Guillaume Jamet, manager of the Lyxor Epsilon Global Trend Fund, explains in this interview with Funds Society why CTAs are an interesting option for investors in the current environment.
Taking into Account the current market situation, which are, in your opinion, the reasons why Alternative UCITS are becoming so popular?
In the current market environment traditional asset classes offer few entry points. Due to (ultra) low interest rates fixed income offers an unattractive risk / reward profile: carry is low and it seems unlikely that rates will decrease even further. Equities suffer from relatively high valuations across the board and from weak global growth trends, particularly in the US. In such an environment it is logical that investors turn to alternatives.
We see that in Europe alternative UCITS are doing very well. A broad set of alternative strategies has become eligible for UCITS wrappers since the UCITS III introduction in 2003. However, the credit crisis of 2008 has been a real turning point: since then regulators are actively stimulating the usage of UCITS legal vehicles, rather than offshore constructions. Investors appreciate the protective elements of the UCITS framework, such as concentration limits.
Which are the most demanded strategies? Are CTAs among them?

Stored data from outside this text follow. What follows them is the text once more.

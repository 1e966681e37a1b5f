//! SQLite storage implementation
//!
//! This module provides a SQLite-based implementation of the SiteStore trait.

use crate::state::SiteStatus;
use crate::storage::schema::initialize_schema;
use crate::storage::traits::{SiteStore, StorageError, StorageResult};
use crate::storage::{ClaimedSite, CrawlJob, UrlMatch};
use chrono::Utc;
use rusqlite::types::Type;
use rusqlite::{params, Connection, OptionalExtension, Row, TransactionBehavior};
use std::collections::HashMap;
use std::path::Path;
use std::sync::{Mutex, MutexGuard};

const SITE_COLUMNS: &str = "id, name, url, data, status, progress, created_at, updated_at";

/// SQLite site store
///
/// One connection is shared by every caller; the mutex makes each trait
/// method a critical section, and multi-statement operations additionally
/// run inside an immediate transaction.
pub struct SqliteSiteStore {
    conn: Mutex<Connection>,
}

impl SqliteSiteStore {
    /// Opens or creates a database file
    ///
    /// # Arguments
    ///
    /// * `path` - Path to the SQLite database file
    ///
    /// # Returns
    ///
    /// * `Ok(SqliteSiteStore)` - Successfully opened/created database
    /// * `Err(HarvestError)` - Failed to open database
    pub fn new(path: &Path) -> crate::Result<Self> {
        let conn = Connection::open(path)?;

        conn.execute_batch(
            "
            PRAGMA journal_mode = WAL;
            PRAGMA synchronous = NORMAL;
            PRAGMA temp_store = MEMORY;
            PRAGMA busy_timeout = 5000;
        ",
        )?;

        initialize_schema(&conn)?;

        Ok(Self {
            conn: Mutex::new(conn),
        })
    }

    /// Creates an in-memory database
    pub fn open_in_memory() -> crate::Result<Self> {
        let conn = Connection::open_in_memory()?;
        initialize_schema(&conn)?;
        Ok(Self {
            conn: Mutex::new(conn),
        })
    }

    fn lock(&self) -> StorageResult<MutexGuard<'_, Connection>> {
        self.conn
            .lock()
            .map_err(|_| StorageError::Database("connection mutex poisoned".to_string()))
    }
}

fn now() -> String {
    Utc::now().to_rfc3339()
}

/// Reads a status column, rejecting strings no status maps to
fn status_column(row: &Row<'_>, idx: usize) -> rusqlite::Result<SiteStatus> {
    let raw: String = row.get(idx)?;
    SiteStatus::from_db_string(&raw).ok_or_else(|| {
        rusqlite::Error::FromSqlConversionFailure(
            idx,
            Type::Text,
            format!("unknown site status '{}'", raw).into(),
        )
    })
}

fn row_to_job(row: &Row<'_>) -> rusqlite::Result<CrawlJob> {
    Ok(CrawlJob {
        id: row.get(0)?,
        name: row.get(1)?,
        url: row.get(2)?,
        metadata: row.get(3)?,
        status: status_column(row, 4)?,
        progress: row.get(5)?,
        created_at: row.get(6)?,
        updated_at: row.get(7)?,
    })
}

impl SiteStore for SqliteSiteStore {
    // ===== Intake =====

    fn insert_site(&self, name: &str, url: &str, metadata: &str) -> StorageResult<i64> {
        let conn = self.lock()?;
        let now = now();
        conn.execute(
            "INSERT INTO sites (name, url, data, status, progress, created_at, updated_at)
             VALUES (?1, ?2, ?3, ?4, '', ?5, ?5)",
            params![
                name,
                url,
                metadata,
                SiteStatus::Pending.to_db_string(),
                now
            ],
        )?;
        Ok(conn.last_insert_rowid())
    }

    // ===== Queue =====

    fn claim_pending(&self, batch_size: usize) -> StorageResult<Vec<ClaimedSite>> {
        let mut conn = self.lock()?;
        let tx = conn.transaction_with_behavior(TransactionBehavior::Immediate)?;

        let claimed = {
            let mut stmt =
                tx.prepare("SELECT id, url FROM sites WHERE status = ?1 ORDER BY id LIMIT ?2")?;
            let rows = stmt
                .query_map(
                    params![SiteStatus::Pending.to_db_string(), batch_size as i64],
                    |row| {
                        Ok(ClaimedSite {
                            id: row.get(0)?,
                            url: row.get(1)?,
                        })
                    },
                )?
                .collect::<Result<Vec<_>, _>>()?;
            rows
        };

        let now = now();
        for site in &claimed {
            tx.execute(
                "UPDATE sites SET status = ?1, updated_at = ?2 WHERE id = ?3",
                params![SiteStatus::Scheduled.to_db_string(), now, site.id],
            )?;
        }

        tx.commit()?;
        Ok(claimed)
    }

    fn find_by_url(&self, url: &str) -> StorageResult<Vec<UrlMatch>> {
        let conn = self.lock()?;
        let mut stmt = conn.prepare("SELECT id, status FROM sites WHERE url = ?1 ORDER BY id")?;

        let matches = stmt
            .query_map(params![url], |row| {
                Ok(UrlMatch {
                    id: row.get(0)?,
                    status: status_column(row, 1)?,
                })
            })?
            .collect::<Result<Vec<_>, _>>()?;

        Ok(matches)
    }

    fn mark_duplicate(&self, id: i64) -> StorageResult<bool> {
        let mut conn = self.lock()?;
        let tx = conn.transaction_with_behavior(TransactionBehavior::Immediate)?;

        let url: Option<String> = tx
            .query_row("SELECT url FROM sites WHERE id = ?1", params![id], |row| {
                row.get(0)
            })
            .optional()?;
        let url = url.ok_or(StorageError::SiteNotFound(id))?;

        let blocked: bool = tx.query_row(
            "SELECT EXISTS (
                 SELECT 1 FROM sites WHERE url = ?1 AND id != ?2 AND status IN (?3, ?4)
             )",
            params![
                url,
                id,
                SiteStatus::Processing.to_db_string(),
                SiteStatus::Done.to_db_string()
            ],
            |row| row.get(0),
        )?;

        if blocked {
            tx.execute(
                "UPDATE sites SET status = ?1, updated_at = ?2 WHERE id = ?3",
                params![SiteStatus::Duplicate.to_db_string(), now(), id],
            )?;
        }

        tx.commit()?;
        Ok(blocked)
    }

    fn get_by_id(&self, id: i64) -> StorageResult<CrawlJob> {
        let conn = self.lock()?;
        let job = conn
            .query_row(
                &format!("SELECT {} FROM sites WHERE id = ?1", SITE_COLUMNS),
                params![id],
                row_to_job,
            )
            .optional()?;

        job.ok_or(StorageError::SiteNotFound(id))
    }

    fn update_status(&self, id: i64, status: SiteStatus, progress: &str) -> StorageResult<()> {
        let conn = self.lock()?;
        let updated = conn.execute(
            "UPDATE sites SET status = ?1, progress = ?2, updated_at = ?3 WHERE id = ?4",
            params![status.to_db_string(), progress, now(), id],
        )?;
        if updated == 0 {
            return Err(StorageError::SiteNotFound(id));
        }
        Ok(())
    }

    fn reset_status(&self, id: i64) -> StorageResult<()> {
        let mut conn = self.lock()?;
        let tx = conn.transaction_with_behavior(TransactionBehavior::Immediate)?;

        let current: Option<String> = tx
            .query_row(
                "SELECT status FROM sites WHERE id = ?1",
                params![id],
                |row| row.get(0),
            )
            .optional()?;
        let current = current.ok_or(StorageError::SiteNotFound(id))?;

        // An unrecognised status can only come from a manual edit; resetting repairs it
        match SiteStatus::from_db_string(&current) {
            Some(status) if !status.is_terminal() => {
                return Err(StorageError::InvalidTransition {
                    from: status,
                    to: SiteStatus::Pending,
                });
            }
            Some(_) => {}
            None => tracing::warn!(site_id = id, status = %current, "Resetting site with unknown status"),
        }

        tx.execute(
            "UPDATE sites SET status = ?1, progress = '', updated_at = ?2 WHERE id = ?3",
            params![SiteStatus::Pending.to_db_string(), now(), id],
        )?;
        tx.commit()?;
        Ok(())
    }

    // ===== Blobs =====

    fn put_blob(&self, name: &str, data: &[u8]) -> StorageResult<()> {
        let conn = self.lock()?;
        conn.execute(
            "INSERT INTO raw_data (name, data) VALUES (?1, ?2)
             ON CONFLICT(name) DO UPDATE SET data = excluded.data",
            params![name, data],
        )?;
        Ok(())
    }

    fn get_blob(&self, name: &str) -> StorageResult<Vec<u8>> {
        let conn = self.lock()?;
        let data: Option<Vec<u8>> = conn
            .query_row(
                "SELECT data FROM raw_data WHERE name = ?1",
                params![name],
                |row| row.get(0),
            )
            .optional()?;

        data.ok_or_else(|| StorageError::BlobNotFound(name.to_string()))
    }

    // ===== Listing =====

    fn list_sites(&self) -> StorageResult<Vec<CrawlJob>> {
        let conn = self.lock()?;
        let mut stmt = conn.prepare(&format!("SELECT {} FROM sites ORDER BY id", SITE_COLUMNS))?;

        let sites = stmt
            .query_map([], row_to_job)?
            .collect::<Result<Vec<_>, _>>()?;

        Ok(sites)
    }

    fn count_by_status(&self) -> StorageResult<HashMap<SiteStatus, u64>> {
        let conn = self.lock()?;
        let mut stmt = conn.prepare("SELECT status, COUNT(*) FROM sites GROUP BY status")?;

        let mut counts = HashMap::new();
        let rows = stmt.query_map([], |row| {
            let status: String = row.get(0)?;
            let count: i64 = row.get(1)?;
            Ok((status, count))
        })?;

        for row in rows {
            let (status, count) = row?;
            match SiteStatus::from_db_string(&status) {
                Some(status) => *counts.entry(status).or_insert(0) += count as u64,
                None => tracing::warn!(status = %status, count, "Skipping unknown site status"),
            }
        }

        Ok(counts)
    }
}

Morningstar data shows us that the top 4 collecting strategies in April 2016 are, in decreasing order of collect: Multistrategy, Market neutral-equity, Long-short equity UK and CTAs. The strategy has gained in popularity relative to 2015, where CTAs were “only” the 6th largest collector. Due to the straightforwardness of their investment process and their ability to have a managed volatility, CTAs appeal to all investor types. Our own investor base includes amongst others banks, family offices, pension funds and distributors.
Which is the main advantage of including a CTA in a portfolio? Performance, diversification… and why?
Both performance and diversification. Performance of CTAs has historically been strong. The SG Trend Index, a performance indicator for the trend-following strategy sector, generated 6.5% annually since inception in 2000, clearly outperforming equities and bonds. CTAs offer true diversification opportunities to investors. Firstly, the strategy is intrinsically diversified: as it focuses on price data, all asset classes and markets can be reached in a single portfolio. Secondly, correlation between CTAs and traditional asset classes is low or even negative. Consequently, adding a CTA to an investment portfolio with traditional investments can significantly improve the portfolio’s risk/return characteristics. Thirdly, CTAs tend to do particularly well in periods of crisis as many asset classes show clear trends. Thanks to this “crisis alpha” ”, CTAs offer diversification when investors need it most. As an example: Epsilon Managed Futures generated 38% during the credit crisis, whereas the MSCI World Index plunged by 59%.
Their truly de-correlating characteristics make CTAs stand-out from many other alternative strategies. What many investors do not realize is that most hedge funds have a positive correlation with equity markets. E.g., the HFRI Fund weighted index, an indicator of general hedge fund performance, has a correlation of 0,74 with the MSCI World Index calculated over the period 1991 – 2015. Many strategy-specific hedge fund indices, such as the HFRI Equity Hedge (equity long / short), HFRI Event Driven and HFRI Relative value (fixed income long / short) also have a correlation of more than 0,5 with the MSCI World Index over the same period.
Which are the characteristic of your fund you would highlight over competitors?
First of all our track record. The Epsilon program was launched in 1994. Since then we continuously invested into research and development of the model, systems and infrastructure. Epsilon Managed Futures, one of our two flag ship funds, has an annual performance of 8,0% since inception in 1997. Secondly, our investment approach. We are a true trend follower, without any discretionary portfolio manager intervention. Many other CTAs apply an amalgam of techniques, making them opaque to investors. In our peer group of CTAs we are amongst those which have the lowest correlation with both the SG Trend Index. Thirdly, our diversification model. Many CTAs diversify equally over markets. Our proprietary research shows that this can lead to sub-optimal outcomes as many markets are correlated.
Which are the main risks the CTA strategies front nowadays?
Frankly, I don’t see any major risks. What is important for investors to realize is that CTAs generate their performance during relatively short periods. Most of the time CTAs generate zero, or even slightly negative performance, while “seeking” trends. During such periods, investors need to hold on to their investments, knowing that performance will be generated once two market conditions have been fulfilled: markets show clear trends and correlations between asset classes are low.